TASK MATERIAL.
BEGIN
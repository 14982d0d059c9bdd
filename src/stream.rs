// Copyright 2024 The ChromiumOS Authors
// Use of this source code is governed by a BSD-style license that can be
// found in the LICENSE file.

//! Access-unit extraction from raw H.264 elementary streams.
//!
//! [`AccessUnits`] splits an Annex B byte stream on its start codes and
//! yields one start-code-prefixed unit at a time, the granularity at which
//! input buffers are fed to a decoder. [`AccessUnits::stream_header`]
//! peels off the leading parameter sets (SPS/PPS), which clients submit as
//! codec-specific data (`"csd-0"`) instead of regular input.
//!
//! Container demuxing is out of scope; this operates on raw elementary
//! streams only.

/// NAL unit types 1 through 5 carry coded slice data.
fn is_vcl(nal_header: u8) -> bool {
    matches!(nal_header & 0x1f, 1..=5)
}

/// Find the next start code at or after `from`.
///
/// Returns the start of the prefixed unit (including a leading zero byte of
/// a four-byte start code) and the index of the NAL header byte behind it.
fn next_start_code(data: &[u8], from: usize) -> Option<(usize, usize)> {
    let mut i = from;
    while i + 3 <= data.len() {
        if data[i] == 0 && data[i + 1] == 0 && data[i + 2] == 1 {
            let unit_start = if i > from && data[i - 1] == 0 { i - 1 } else { i };
            return Some((unit_start, i + 3));
        }
        i += 1;
    }
    None
}

/// Pull-based iterator over the access units of an Annex B stream.
pub struct AccessUnits<'a> {
    data: &'a [u8],
    pos: usize,
}

impl<'a> AccessUnits<'a> {
    pub fn new(data: &'a [u8]) -> Self {
        AccessUnits { data, pos: 0 }
    }

    /// Extract the leading non-VCL units (parameter sets) of the stream, if
    /// any, and advance past them.
    ///
    /// Returns `None` when the stream does not begin with parameter sets.
    /// Only meaningful before the first call to `next`.
    pub fn stream_header(&mut self) -> Option<&'a [u8]> {
        let (header_start, first_nal) = next_start_code(self.data, self.pos)?;
        if is_vcl(*self.data.get(first_nal)?) {
            return None;
        }

        let mut cursor = first_nal;
        let header_end = loop {
            match next_start_code(self.data, cursor) {
                Some((unit_start, nal)) => {
                    match self.data.get(nal) {
                        Some(header) if is_vcl(*header) => break unit_start,
                        Some(_) => cursor = nal,
                        // Truncated start code at the very end.
                        None => break self.data.len(),
                    }
                }
                None => break self.data.len(),
            }
        };

        self.pos = header_end;
        Some(&self.data[header_start..header_end])
    }
}

impl<'a> Iterator for AccessUnits<'a> {
    type Item = &'a [u8];

    fn next(&mut self) -> Option<&'a [u8]> {
        let (unit_start, nal) = next_start_code(self.data, self.pos)?;
        let unit_end = match next_start_code(self.data, nal) {
            Some((next_start, _)) => next_start,
            None => self.data.len(),
        };
        self.pos = unit_end;
        Some(&self.data[unit_start..unit_end])
    }
}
END
AIM OF THE EXERCISE.
Search the material above for "Returns". Pull out each line where it shows up.

RESULT.
/// Returns the start of the prefixed unit (including a leading zero byte of
    /// Returns `None` when the stream does not begin with parameter sets.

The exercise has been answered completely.